• Assignment
In the entries below, find each line with the word "AtomicPtr" and return it.

Items from a dataset:

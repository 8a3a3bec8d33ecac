//! Lock-freie StreamQueue
//!
//! Unbegrenzte FIFO-Warteschlange zwischen den Stufen der Sprach-Pipeline.
//!
//! ## Aufbau
//! - Einfach verkettete Liste mit Platzhalter-Knoten (`kopf` zeigt immer auf
//!   einen bereits konsumierten Knoten). Leer genau dann wenn `kopf == ende`.
//! - Schreiber (beliebig viele) haengen einen kompletten Batch als Teilliste
//!   mit einem einzigen atomaren Tausch von `ende` an und verketten danach
//!   den alten Endknoten mit dem Batch-Anfang. Kein Lock im Schreibpfad.
//! - Leser werden ueber ein atomares Flag serialisiert (kurzes Spinnen).
//!   Mehrere gleichzeitige Leser sind damit speichersicher, lesen aber
//!   nacheinander.
//! - `pipe(Some(senke))` leert den Inhalt in die Senke und leitet danach
//!   jeden Schreibvorgang direkt weiter. Speichern und Weiterleiten
//!   schliessen sich aus.
//! - Vor dem Speichern laeuft die Abgriff-Kette: der erste Abgriff, der einen
//!   Batch uebernimmt, beendet die Kette, gespeichert wird dann nichts.
//!
//! Die Queue ist unbegrenzt. Ein Leser, der nicht mehr abholt, laesst den
//! Speicher wachsen.

use std::ptr;
use std::sync::atomic::{AtomicBool, AtomicPtr, Ordering};
use std::sync::Arc;

use parking_lot::{ReentrantMutex, RwLock};

// ---------------------------------------------------------------------------
// Senken und Abgriffe
// ---------------------------------------------------------------------------

/// Ziel fuer weitergeleitete Batches (siehe [`StreamQueue::pipe`])
pub trait StreamSink<T>: Send + Sync {
    /// Nimmt einen Batch entgegen. Die Reihenfolge innerhalb des Batches
    /// muss erhalten bleiben.
    fn schreiben(&self, daten: Vec<T>);
}

/// Ergebnis eines Abgriffs
#[derive(Debug, PartialEq, Eq)]
pub enum Abgriff<T> {
    /// Nicht uebernommen, der Batch laeuft weiter durch die Kette
    Weiter(Vec<T>),
    /// Uebernommen, weder weitere Abgriffe noch der Speicher sehen den Batch
    Behandelt,
}

/// Beobachter vor dem Speichern eines Batches
pub trait SchreibAbgriff<T>: Send + Sync {
    fn abgreifen(&self, daten: Vec<T>) -> Abgriff<T>;
}

impl<T, F> SchreibAbgriff<T> for F
where
    F: Fn(Vec<T>) -> Abgriff<T> + Send + Sync,
{
    fn abgreifen(&self, daten: Vec<T>) -> Abgriff<T> {
        self(daten)
    }
}

// ---------------------------------------------------------------------------
// Knoten
// ---------------------------------------------------------------------------

struct Knoten<T> {
    wert: Option<T>,
    naechster: AtomicPtr<Knoten<T>>,
}

impl<T> Knoten<T> {
    fn neu(wert: Option<T>) -> *mut Self {
        Box::into_raw(Box::new(Self {
            wert,
            naechster: AtomicPtr::new(ptr::null_mut()),
        }))
    }
}

// ---------------------------------------------------------------------------
// StreamQueue
// ---------------------------------------------------------------------------

/// Lock-freie MPSC-Queue mit Weiterleitung und Abgriff-Kette
pub struct StreamQueue<T> {
    /// Platzhalter-Knoten, gehoert der Leserseite
    kopf: AtomicPtr<Knoten<T>>,
    /// Zuletzt angehaengter Knoten, von Schreibern getauscht
    ende: AtomicPtr<Knoten<T>>,
    /// Serialisiert die Leserseite
    leser_aktiv: AtomicBool,
    senke: RwLock<Option<Arc<dyn StreamSink<T>>>>,
    umgeleitet: AtomicBool,
    /// Haelt die Reihenfolge beim Weiterleiten; reentrant, damit eine Senke
    /// in dieselbe Queue zurueckschreiben darf
    weiterleitung: ReentrantMutex<()>,
    abgriffe: RwLock<Vec<Arc<dyn SchreibAbgriff<T>>>>,
    hat_abgriffe: AtomicBool,
}

// SAFETY: Werte wandern zwischen Threads (Send), die Knotenverwaltung ist
// ueber Atomics und das Leser-Flag synchronisiert.
unsafe impl<T: Send> Send for StreamQueue<T> {}
unsafe impl<T: Send> Sync for StreamQueue<T> {}

impl<T> StreamQueue<T> {
    /// Erstellt eine leere Queue
    pub fn neu() -> Self {
        let platzhalter = Knoten::neu(None);
        Self {
            kopf: AtomicPtr::new(platzhalter),
            ende: AtomicPtr::new(platzhalter),
            leser_aktiv: AtomicBool::new(false),
            senke: RwLock::new(None),
            umgeleitet: AtomicBool::new(false),
            weiterleitung: ReentrantMutex::new(()),
            abgriffe: RwLock::new(Vec::new()),
            hat_abgriffe: AtomicBool::new(false),
        }
    }

    /// Schreibt ein einzelnes Element
    pub fn write_one(&self, wert: T) {
        self.write(vec![wert]);
    }

    /// Schreibt einen Batch
    ///
    /// Ist eine Senke gesetzt, geht der Batch direkt dorthin. Sonst laeuft
    /// die Abgriff-Kette, und nur ein nicht uebernommener Batch wird
    /// gespeichert.
    pub fn write(&self, daten: Vec<T>) {
        if daten.is_empty() {
            return;
        }

        if self.umgeleitet.load(Ordering::Acquire) {
            let _reihenfolge = self.weiterleitung.lock();
            let senke = self.senke.read().clone();
            if let Some(senke) = senke {
                senke.schreiben(daten);
                return;
            }
        }

        let daten = if self.hat_abgriffe.load(Ordering::Acquire) {
            match self.abgriffe_anwenden(daten) {
                Some(rest) => rest,
                None => return,
            }
        } else {
            daten
        };

        self.einketten(daten);

        // pipe() kann zwischen Pruefung und Einketten gesetzt worden sein
        if self.umgeleitet.load(Ordering::Acquire) {
            self.nachspuelen();
        }
    }

    /// Entnimmt das aelteste Element
    pub fn read(&self) -> Option<T> {
        let _leser = self.leser_sperren();
        let kopf = self.kopf.load(Ordering::Relaxed);
        // SAFETY: `kopf` ist der Platzhalter und wird nur von der (gesperrten)
        // Leserseite freigegeben.
        let naechster = unsafe { (*kopf).naechster.load(Ordering::Acquire) };
        if naechster.is_null() {
            return None;
        }
        self.kopf.store(naechster, Ordering::Release);
        // SAFETY: `naechster` ist veroeffentlicht und wird zum neuen
        // Platzhalter. Schreiber fassen `wert` nach dem Einketten nie an.
        let wert = unsafe { (*naechster).wert.take() };
        // SAFETY: der alte Platzhalter ist aus der Kette geloest; kein
        // Schreiber haelt ihn mehr, da sein `naechster` bereits gesetzt war.
        drop(unsafe { Box::from_raw(kopf) });
        wert
    }

    /// Entnimmt genau `anzahl` Elemente oder gar keines
    ///
    /// Sind weniger als `anzahl` Elemente verkettet, bleibt die Queue
    /// unveraendert und es wird `None` zurueckgegeben.
    pub fn read_n(&self, anzahl: usize) -> Option<Vec<T>> {
        let _leser = self.leser_sperren();
        let kopf = self.kopf.load(Ordering::Relaxed);

        // Erst pruefen, dann abschneiden
        let mut letzter = kopf;
        for _ in 0..anzahl {
            // SAFETY: alle Knoten ab `kopf` leben, solange die Leserseite
            // gesperrt ist.
            let naechster = unsafe { (*letzter).naechster.load(Ordering::Acquire) };
            if naechster.is_null() {
                return None;
            }
            letzter = naechster;
        }

        let mut werte = Vec::with_capacity(anzahl);
        let mut aktuell = kopf;
        while aktuell != letzter {
            // SAFETY: siehe oben, die Kette bis `letzter` wurde geprueft.
            let naechster = unsafe { (*aktuell).naechster.load(Ordering::Acquire) };
            if let Some(wert) = unsafe { (*naechster).wert.take() } {
                werte.push(wert);
            }
            drop(unsafe { Box::from_raw(aktuell) });
            aktuell = naechster;
        }
        self.kopf.store(letzter, Ordering::Release);
        Some(werte)
    }

    /// Entnimmt alles, was aktuell verkettet ist
    pub fn read_all(&self) -> Vec<T> {
        let mut werte = Vec::new();
        while let Some(wert) = self.read() {
            werte.push(wert);
        }
        werte
    }

    /// Anzahl gespeicherter Elemente (O(n), nur ein Richtwert bei
    /// gleichzeitigen Schreibern)
    pub fn count(&self) -> usize {
        let _leser = self.leser_sperren();
        let mut anzahl = 0;
        let mut aktuell = self.kopf.load(Ordering::Relaxed);
        loop {
            // SAFETY: Leserseite gesperrt, Knoten ab `kopf` leben.
            let naechster = unsafe { (*aktuell).naechster.load(Ordering::Acquire) };
            if naechster.is_null() {
                return anzahl;
            }
            anzahl += 1;
            aktuell = naechster;
        }
    }

    /// O(1), vergleicht nur Zeiger
    pub fn is_empty(&self) -> bool {
        self.kopf.load(Ordering::Acquire) == self.ende.load(Ordering::Acquire)
    }

    /// Setzt oder entfernt die Senke
    ///
    /// Beim Setzen wird der bisherige Inhalt in die Senke geleert, danach
    /// gehen alle Schreibvorgaenge direkt dorthin. `None` schaltet zurueck
    /// auf Speichern.
    pub fn pipe(&self, senke: Option<Arc<dyn StreamSink<T>>>) {
        let _reihenfolge = self.weiterleitung.lock();
        match senke {
            Some(senke) => {
                *self.senke.write() = Some(Arc::clone(&senke));
                self.umgeleitet.store(true, Ordering::Release);
                let rest = self.read_all();
                if !rest.is_empty() {
                    tracing::trace!(anzahl = rest.len(), "StreamQueue in Senke geleert");
                    senke.schreiben(rest);
                }
            }
            None => {
                *self.senke.write() = None;
                self.umgeleitet.store(false, Ordering::Release);
            }
        }
    }

    /// Ist aktuell eine Senke gesetzt?
    pub fn ist_umgeleitet(&self) -> bool {
        self.umgeleitet.load(Ordering::Acquire)
    }

    /// Haengt einen Abgriff an das Ende der Kette
    pub fn abgriff_hinzufuegen(&self, abgriff: Arc<dyn SchreibAbgriff<T>>) {
        let mut abgriffe = self.abgriffe.write();
        abgriffe.push(abgriff);
        self.hat_abgriffe.store(true, Ordering::Release);
    }

    /// Entfernt alle Abgriffe
    pub fn abgriffe_entfernen(&self) {
        let mut abgriffe = self.abgriffe.write();
        abgriffe.clear();
        self.hat_abgriffe.store(false, Ordering::Release);
    }

    // -----------------------------------------------------------------------
    // Interne Hilfsfunktionen
    // -----------------------------------------------------------------------

    fn abgriffe_anwenden(&self, mut daten: Vec<T>) -> Option<Vec<T>> {
        let abgriffe = self.abgriffe.read().clone();
        for abgriff in &abgriffe {
            match abgriff.abgreifen(daten) {
                Abgriff::Weiter(rest) => daten = rest,
                Abgriff::Behandelt => return None,
            }
        }
        Some(daten)
    }

    fn einketten(&self, daten: Vec<T>) {
        let mut werte = daten.into_iter();
        let Some(erster_wert) = werte.next() else {
            return;
        };

        let erster = Knoten::neu(Some(erster_wert));
        let mut letzter = erster;
        for wert in werte {
            let knoten = Knoten::neu(Some(wert));
            // SAFETY: die Teilliste ist noch privat.
            unsafe { (*letzter).naechster.store(knoten, Ordering::Relaxed) };
            letzter = knoten;
        }

        let vorher = self.ende.swap(letzter, Ordering::AcqRel);
        // SAFETY: `vorher` kann erst freigegeben werden, wenn sein
        // `naechster` gesetzt ist, und das passiert genau hier.
        unsafe { (*vorher).naechster.store(erster, Ordering::Release) };
    }

    fn nachspuelen(&self) {
        let _reihenfolge = self.weiterleitung.lock();
        let senke = self.senke.read().clone();
        if let Some(senke) = senke {
            let rest = self.read_all();
            if !rest.is_empty() {
                senke.schreiben(rest);
            }
        }
    }

    fn leser_sperren(&self) -> LeserWaechter<'_> {
        let mut versuche = 0u32;
        while self
            .leser_aktiv
            .compare_exchange_weak(false, true, Ordering::Acquire, Ordering::Relaxed)
            .is_err()
        {
            versuche += 1;
            if versuche < 64 {
                std::hint::spin_loop();
            } else {
                std::thread::yield_now();
            }
        }
        LeserWaechter {
            flag: &self.leser_aktiv,
        }
    }
}

impl<T> Default for StreamQueue<T> {
    fn default() -> Self {
        Self::neu()
    }
}

impl<T> Drop for StreamQueue<T> {
    fn drop(&mut self) {
        let mut aktuell = *self.kopf.get_mut();
        while !aktuell.is_null() {
            // SAFETY: exklusiver Zugriff in drop, jeder Knoten wird genau
            // einmal freigegeben.
            let knoten = unsafe { Box::from_raw(aktuell) };
            aktuell = knoten.naechster.load(Ordering::Relaxed);
        }
    }
}

impl<T: Send> StreamSink<T> for StreamQueue<T> {
    fn schreiben(&self, daten: Vec<T>) {
        self.write(daten);
    }
}

struct LeserWaechter<'a> {
    flag: &'a AtomicBool,
}

impl Drop for LeserWaechter<'_> {
    fn drop(&mut self) {
        self.flag.store(false, Ordering::Release);
    }
}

• Exercise solution
use std::sync::atomic::{AtomicBool, AtomicPtr, Ordering};
    naechster: AtomicPtr<Knoten<T>>,
            naechster: AtomicPtr::new(ptr::null_mut()),
    kopf: AtomicPtr<Knoten<T>>,
    ende: AtomicPtr<Knoten<T>>,
            kopf: AtomicPtr::new(platzhalter),
            ende: AtomicPtr::new(platzhalter),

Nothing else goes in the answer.